- **Task directions**
Please copy each line below that contains the string "FailingMatcher".

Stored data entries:
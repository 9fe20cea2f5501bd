use std::collections::HashSet;
use std::convert::Infallible;
use std::error::Error as _;
use std::io::Cursor;
use std::sync::atomic::{AtomicUsize, Ordering};

use image::{DynamicImage, GrayImage, ImageFormat, Luma};
use imageproc::drawing::draw_line_segment_mut;
use sig_verify::sig_core::{
    BinaryImage, DESCRIPTOR_BYTES, Descriptor, DescriptorMatcher, FeatureExtractor, Features, Keypoint, Match,
};
use sig_verify::{
    ImageRole, Stage, Verdict, Verifier, VerifierBuilder, VerifierConfig, VerifyError, draw_matches, verify,
};

fn encode(img: DynamicImage) -> Vec<u8> {
    let mut bytes = Vec::new();
    img.write_to(&mut Cursor::new(&mut bytes), ImageFormat::Png).unwrap();
    bytes
}

/// Dark pen strokes on white paper, three pixels wide
fn draw_signature(width: u32, height: u32, strokes: &[&[(f32, f32)]]) -> GrayImage {
    let mut img = GrayImage::from_pixel(width, height, Luma([255]));
    for stroke in strokes {
        for segment in stroke.windows(2) {
            for (dx, dy) in [(0.0, 0.0), (1.0, 0.0), (0.0, 1.0), (1.0, 1.0), (-1.0, 0.0), (0.0, -1.0)] {
                draw_line_segment_mut(
                    &mut img,
                    (segment[0].0 + dx, segment[0].1 + dy),
                    (segment[1].0 + dx, segment[1].1 + dy),
                    Luma([0]),
                );
            }
        }
    }
    img
}

fn signature() -> GrayImage {
    draw_signature(
        220,
        120,
        &[
            &[(30.0, 80.0), (50.0, 35.0), (62.0, 85.0), (80.0, 40.0), (95.0, 82.0)],
            &[(100.0, 60.0), (125.0, 38.0), (140.0, 75.0), (160.0, 45.0), (190.0, 70.0)],
            &[(40.0, 95.0), (185.0, 92.0)],
        ],
    )
}

fn other_signature() -> GrayImage {
    draw_signature(
        220,
        120,
        &[
            &[(35.0, 40.0), (185.0, 40.0), (35.0, 90.0), (185.0, 90.0)],
            &[(110.0, 30.0), (110.0, 100.0)],
        ],
    )
}

fn signature_png() -> Vec<u8> {
    encode(DynamicImage::ImageLuma8(signature()))
}

fn blank_png() -> Vec<u8> {
    encode(DynamicImage::ImageLuma8(GrayImage::from_pixel(64, 64, Luma([255]))))
}

fn config() -> VerifierConfig {
    let mut config = VerifierConfig::default();
    config.features.n_threads = 2;
    config
}

fn blank_png_of_width(width: u32) -> Vec<u8> {
    encode(DynamicImage::ImageLuma8(GrayImage::from_pixel(width, 8, Luma([255]))))
}

fn descriptor_for(i: usize) -> Descriptor {
    let mut d = [0u8; DESCRIPTOR_BYTES];
    d[..8].copy_from_slice(&(i as u64).to_le_bytes());
    d
}

/// Reports one keypoint per image column so tests control the counts
/// through the image width.
#[derive(Default)]
struct ColumnExtractor {
    calls: AtomicUsize,
}

impl FeatureExtractor for ColumnExtractor {
    type Error = Infallible;

    fn extract(&self, image: &BinaryImage) -> Result<Features, Infallible> {
        self.calls.fetch_add(1, Ordering::SeqCst);
        let keypoints = (0..image.width())
            .map(|x| Keypoint {
                x: x as f32,
                y: 0.0,
                angle: 0.0,
                response: 1.0,
            })
            .collect();
        let descriptors = (0..image.width()).map(descriptor_for).collect();
        Ok(Features::new(keypoints, descriptors).unwrap())
    }
}

/// Pairs the first `count` indices on both sides
struct FixedMatcher {
    count: usize,
}

impl DescriptorMatcher for FixedMatcher {
    type Error = Infallible;

    fn match_descriptors(&self, _: &[Descriptor], _: &[Descriptor], _: bool) -> Result<Vec<Match>, Infallible> {
        Ok((0..self.count)
            .map(|i| Match {
                reference_index: i,
                test_index: i,
                distance: 0,
            })
            .collect())
    }
}

/// One keypoint per ink sample with a descriptor unique to its position
struct InkExtractor;

impl FeatureExtractor for InkExtractor {
    type Error = Infallible;

    fn extract(&self, image: &BinaryImage) -> Result<Features, Infallible> {
        let mut keypoints = Vec::new();
        let mut descriptors = Vec::new();
        for y in 0..image.height() {
            for x in 0..image.width() {
                if image.get(x, y) == BinaryImage::OFF {
                    keypoints.push(Keypoint {
                        x: x as f32,
                        y: y as f32,
                        angle: 0.0,
                        response: 1.0,
                    });
                    descriptors.push(descriptor_for(y * image.width() + x));
                }
            }
        }
        Ok(Features::new(keypoints, descriptors).unwrap())
    }
}

#[derive(Debug, thiserror::Error)]
#[error("sensor offline")]
struct SensorOffline;

struct FailingExtractor;

impl FeatureExtractor for FailingExtractor {
    type Error = SensorOffline;

    fn extract(&self, _: &BinaryImage) -> Result<Features, SensorOffline> {
        Err(SensorOffline)
    }
}

struct FailingMatcher;

impl DescriptorMatcher for FailingMatcher {
    type Error = SensorOffline;

    fn match_descriptors(&self, _: &[Descriptor], _: &[Descriptor], _: bool) -> Result<Vec<Match>, SensorOffline> {
        Err(SensorOffline)
    }
}

fn stub_report(ref_width: u32, test_width: u32, matches: usize) -> sig_verify::VerificationReport {
    let verifier =
        Verifier::with_collaborators(config(), ColumnExtractor::default(), FixedMatcher { count: matches }).unwrap();
    verifier
        .verify(&blank_png_of_width(ref_width), &blank_png_of_width(test_width))
        .unwrap()
}

#[test]
fn identical_images_with_full_matches_are_accepted() {
    let report = stub_report(40, 40, 40);
    assert_eq!(report.reference_keypoint_count(), 40);
    assert_eq!(report.test_keypoint_count(), 40);
    assert_eq!(report.match_ratio(), 1.0);
    assert_eq!(report.verdict(), Verdict::Matched);
}

#[test]
fn poorly_matched_pair_is_rejected() {
    let report = stub_report(50, 60, 10);
    assert_eq!(report.display_ratio(), 0.17);
    assert_eq!(report.verdict(), Verdict::NotMatched);
}

#[test]
fn well_matched_pair_is_accepted() {
    let report = stub_report(30, 30, 25);
    assert_eq!(report.display_ratio(), 0.83);
    assert_eq!(report.verdict(), Verdict::Matched);
}

#[test]
fn ratio_at_cutoff_is_rejected() {
    let report = stub_report(10, 10, 7);
    assert_eq!(report.verdict(), Verdict::NotMatched);
}

#[test]
fn malformed_test_image_aborts_before_extraction() {
    let extractor = ColumnExtractor::default();
    let verifier = Verifier::with_collaborators(config(), &extractor, FixedMatcher { count: 0 }).unwrap();
    let err = verifier.verify(&signature_png(), b"\x89PNG not really").unwrap_err();

    assert!(matches!(err, VerifyError::Decode { role: ImageRole::Test, .. }));
    assert_eq!(err.stage(), Stage::Normalize);
    assert_eq!(extractor.calls.load(Ordering::SeqCst), 0);
}

#[test]
fn extractor_error_is_passed_through() {
    let verifier = Verifier::with_collaborators(config(), FailingExtractor, FixedMatcher { count: 0 }).unwrap();
    let err = verifier.verify(&signature_png(), &signature_png()).unwrap_err();

    assert_eq!(err.stage(), Stage::Extract);
    assert_eq!(err.role(), Some(ImageRole::Reference));
    let source = err.source().unwrap();
    assert!(source.downcast_ref::<SensorOffline>().is_some());
}

#[test]
fn matcher_error_is_passed_through() {
    let verifier = Verifier::with_collaborators(config(), ColumnExtractor::default(), FailingMatcher).unwrap();
    let err = verifier.verify(&blank_png(), &blank_png()).unwrap_err();

    assert!(matches!(err, VerifyError::Matcher { .. }));
    assert_eq!(err.stage(), Stage::Match);
    assert!(err.source().unwrap().downcast_ref::<SensorOffline>().is_some());
}

#[test]
fn identical_image_with_unique_descriptors_scores_one() {
    let verifier = Verifier::with_collaborators(config(), InkExtractor, sig_match::BruteForceMatcher::new()).unwrap();
    let png = signature_png();
    let report = verifier.verify(&png, &png).unwrap();

    assert!(report.reference_keypoint_count() > 0);
    assert_eq!(report.match_count(), report.reference_keypoint_count());
    assert_eq!(report.match_ratio(), 1.0);
    assert_eq!(report.verdict(), Verdict::Matched);
}

#[test]
fn blank_images_have_zero_ratio() {
    let verifier = Verifier::new(config()).unwrap();
    let report = verifier.verify(&blank_png(), &blank_png()).unwrap();
    assert_eq!(report.match_count(), 0);
    assert_eq!(report.match_ratio(), 0.0);
    assert_eq!(report.verdict(), Verdict::NotMatched);
}

#[test]
fn identical_signatures_match_every_distinct_descriptor() {
    let verifier = Verifier::new(config()).unwrap();
    let png = signature_png();
    let verification = verifier.verify_detailed(&png, &png).unwrap();

    let descriptors = verification.reference.features.descriptors();
    assert!(!descriptors.is_empty());
    assert_eq!(verification.reference.features, verification.test.features);

    let distinct: HashSet<&Descriptor> = descriptors.iter().collect();
    assert_eq!(verification.matches.len(), distinct.len());
    for m in &verification.matches {
        assert_eq!(m.reference_index, m.test_index);
        assert_eq!(m.distance, 0);
    }
}

#[test]
fn verification_is_deterministic() {
    let verifier = Verifier::new(config()).unwrap();
    let reference = signature_png();
    let test = encode(DynamicImage::ImageLuma8(other_signature()));

    let first = verifier.verify_detailed(&reference, &test).unwrap();
    let second = verifier.verify_detailed(&reference, &test).unwrap();
    assert_eq!(first, second);

    let fresh = Verifier::new(config()).unwrap().verify(&reference, &test).unwrap();
    assert_eq!(first.report, fresh);
}

#[test]
fn different_signatures_stay_within_bounds() {
    let verifier = Verifier::new(config()).unwrap();
    let report = verifier
        .verify(&signature_png(), &encode(DynamicImage::ImageLuma8(other_signature())))
        .unwrap();
    assert!((0.0..=1.0).contains(&report.match_ratio()));
    assert!(report.match_count() <= report.reference_keypoint_count().min(report.test_keypoint_count()));
}

#[test]
fn colour_and_gray_encodings_agree() {
    let gray = signature();
    let rgb = DynamicImage::ImageLuma8(gray.clone()).to_rgb8();
    let verifier = Verifier::new(config()).unwrap();

    let from_gray = verifier.verify(&signature_png(), &signature_png()).unwrap();
    let from_rgb = verifier
        .verify(&signature_png(), &encode(DynamicImage::ImageRgb8(rgb)))
        .unwrap();
    assert_eq!(from_gray, from_rgb);
}

#[test]
fn concurrent_calls_share_one_verifier() {
    let verifier = Verifier::new(config()).unwrap();
    let reference = signature_png();
    let test = encode(DynamicImage::ImageLuma8(other_signature()));
    let expected = verifier.verify(&reference, &test).unwrap();

    std::thread::scope(|scope| {
        let handles: Vec<_> = (0..4)
            .map(|_| scope.spawn(|| verifier.verify(&reference, &test).unwrap()))
            .collect();
        for handle in handles {
            assert_eq!(handle.join().unwrap(), expected);
        }
    });
}

#[test]
fn builder_and_free_function_agree() {
    let reference = signature_png();
    let test = encode(DynamicImage::ImageLuma8(other_signature()));

    let built = VerifierBuilder::new()
        .binarize_threshold(127)
        .match_ratio_cutoff(0.7)
        .build()
        .unwrap()
        .verify(&reference, &test)
        .unwrap();
    let free = verify(&reference, &test, 127, 0.7).unwrap();
    assert_eq!(built, free);
}

#[test]
fn free_function_rejects_bad_cutoff() {
    let err = verify(&blank_png(), &blank_png(), 127, 1.5).unwrap_err();
    assert_eq!(err.stage(), Stage::Setup);
}

#[test]
fn visualization_spans_both_images() {
    let verifier = Verifier::new(config()).unwrap();
    let reference = signature_png();
    let test = encode(DynamicImage::ImageLuma8(draw_signature(
        150,
        160,
        &[&[(30.0, 40.0), (120.0, 130.0)], &[(30.0, 130.0), (120.0, 40.0)]],
    )));
    let verification = verifier.verify_detailed(&reference, &test).unwrap();
    let canvas = draw_matches(&verification);
    assert_eq!(canvas.dimensions(), (220 + 150, 160));
}

#[test]
fn report_json_has_stable_shape() {
    let report = stub_report(30, 30, 25);
    let value: serde_json::Value = serde_json::from_str(&report.to_json().unwrap()).unwrap();
    assert_eq!(value["referenceKeypointCount"], 30);
    assert_eq!(value["testKeypointCount"], 30);
    assert_eq!(value["matchCount"], 25);
    assert_eq!(value["matchRatio"], 0.83);
    assert_eq!(value["verdict"], "MATCHED");
}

- **Completed task**
struct FailingMatcher;
impl DescriptorMatcher for FailingMatcher {
    let verifier = Verifier::with_collaborators(config(), ColumnExtractor::default(), FailingMatcher).unwrap();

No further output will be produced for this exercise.